The Willis Independent School District is a public school district based in Willis, Texas, United States.

Located in Montgomery County, the district extends into a portion of San Jacinto County. The cities of Willis and Panorama Village and a small northern portion of the city of Conroe are within WISD.

For the 2018–2019 school year, the district received a B grade from the Texas Education Agency.

History
In 1881 the citizens of Willis, Texas contracted a college building. When final payments were made in 1884, the title was passed to Rev. and MRs. S. N. Barker, who opened Willis Male and Female College in September 1885.

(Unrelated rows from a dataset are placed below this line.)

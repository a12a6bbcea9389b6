// Malformed individual cells never show up here: they degrade to `0` while parsing.
#[derive(Debug, thiserror::Error)]
pub enum FetchError {
    #[error("no data found")]
    NoDataFound,
    #[error("data not available yet")]
    NotYetAvailable,
    #[error("upstream failure: {0:#}")]
    Upstream(#[from] anyhow::Error),
}
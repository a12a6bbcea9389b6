use std::sync::Arc;

use chrono::NaiveDate;
use tracing::warn;

use crate::error::FetchError;
use crate::leaderboard::build_leaderboard;
use crate::model::{CachedScoring, Fixture, LeaderboardEntry, ScoringData, Team, TeamOwner};
use crate::sheet_rows::{parse_fixtures_grid, parse_scoring_grid, parse_team_owners};
use crate::sheets_client::SheetSource;
use crate::snapshot_cache::{Snapshot, SnapshotCache};
use crate::views::{match_schedule, team_performance, ScheduledMatch, TeamPerformance};

pub const SCORING_RANGE: &str = "Scoring!A1:ZZ100";
pub const FIXTURES_RANGE: &str = "Fixtures!A1:E200";

pub type ScoringCache = SnapshotCache<Vec<Team>>;

pub struct DataService<S> {
    source: S,
    owner_labels: Vec<String>,
    scoring_cache: Option<Arc<ScoringCache>>,
}

impl<S: SheetSource> DataService<S> {
    pub fn new(
        source: S,
        owner_labels: Vec<String>,
        scoring_cache: Option<Arc<ScoringCache>>,
    ) -> Self {
        Self {
            source,
            owner_labels,
            scoring_cache,
        }
    }

    pub fn scoring_cache(&self) -> Option<&Arc<ScoringCache>> {
        self.scoring_cache.as_ref()
    }

    pub async fn fetch_scoring(&self) -> Result<ScoringData, FetchError> {
        Ok(ScoringData {
            teams: self.fetch_scoring_teams().await?,
        })
    }

    pub async fn fetch_fixtures(&self) -> Result<Vec<Fixture>, FetchError> {
        let rows = self.source.read_range(FIXTURES_RANGE).await?;
        parse_fixtures_grid(&rows)
    }

    pub fn fetch_team_owners(&self) -> Vec<TeamOwner> {
        parse_team_owners(&self.owner_labels)
    }

    /// Last polled scoring snapshot, or `NotYetAvailable` until the first poll lands.
    pub fn cached_scoring(&self) -> Result<CachedScoring, FetchError> {
        let snapshot = self
            .scoring_cache
            .as_ref()
            .and_then(|cache| cache.latest())
            .ok_or(FetchError::NotYetAvailable)?;
        Ok(CachedScoring {
            teams: snapshot.value.clone(),
            last_updated: snapshot.fetched_at.to_rfc3339(),
        })
    }

    /// One poll cycle. Without a cache configured this is a no-op.
    pub async fn refresh_scoring_cache(&self) -> bool {
        match &self.scoring_cache {
            Some(cache) => cache.refresh(self.fetch_scoring_teams()).await,
            None => false,
        }
    }

    pub async fn leaderboard(&self) -> Vec<LeaderboardEntry> {
        match self.current_scoring().await {
            Ok(snapshot) => build_leaderboard(&snapshot.value, &self.fetch_team_owners()),
            Err(err) => {
                warn!(error = %err, "failed to fetch leaderboard data");
                Vec::new()
            }
        }
    }

    pub async fn team_performance(&self) -> Vec<TeamPerformance> {
        match self.current_scoring().await {
            Ok(snapshot) => team_performance(&snapshot.value, &self.fetch_team_owners()),
            Err(err) => {
                warn!(error = %err, "failed to fetch team performance data");
                Vec::new()
            }
        }
    }

    pub async fn match_schedule(&self, today: NaiveDate) -> Vec<ScheduledMatch> {
        match self.fetch_fixtures().await {
            Ok(fixtures) => match_schedule(&fixtures, today),
            Err(err) => {
                warn!(error = %err, "failed to fetch match schedule");
                Vec::new()
            }
        }
    }

    async fn fetch_scoring_teams(&self) -> Result<Vec<Team>, FetchError> {
        let rows = self.source.read_range(SCORING_RANGE).await?;
        parse_scoring_grid(&rows)
    }

    async fn current_scoring(&self) -> Result<Arc<Snapshot<Vec<Team>>>, FetchError> {
        if let Some(snapshot) = self.scoring_cache.as_ref().and_then(|cache| cache.latest()) {
            return Ok(snapshot);
        }
        let teams = self.fetch_scoring_teams().await?;
        Ok(Arc::new(Snapshot::new(teams)))
    }
}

In 1890, the location was sold to F.P. Crow and C.H. Stovall, who operated the college for 4 years.

In 1894 the college was briefly sold to Cyril M. Jansky and Marion Kiline before operations were returned to Crow.

The college was officially closed in 1901 after being sold to the public schools of Willis County.

Effective September 10, 1906, a public school was opened in the building, marking the beginning of the Willis Independent school District.

In 2001 three new board members took their positions.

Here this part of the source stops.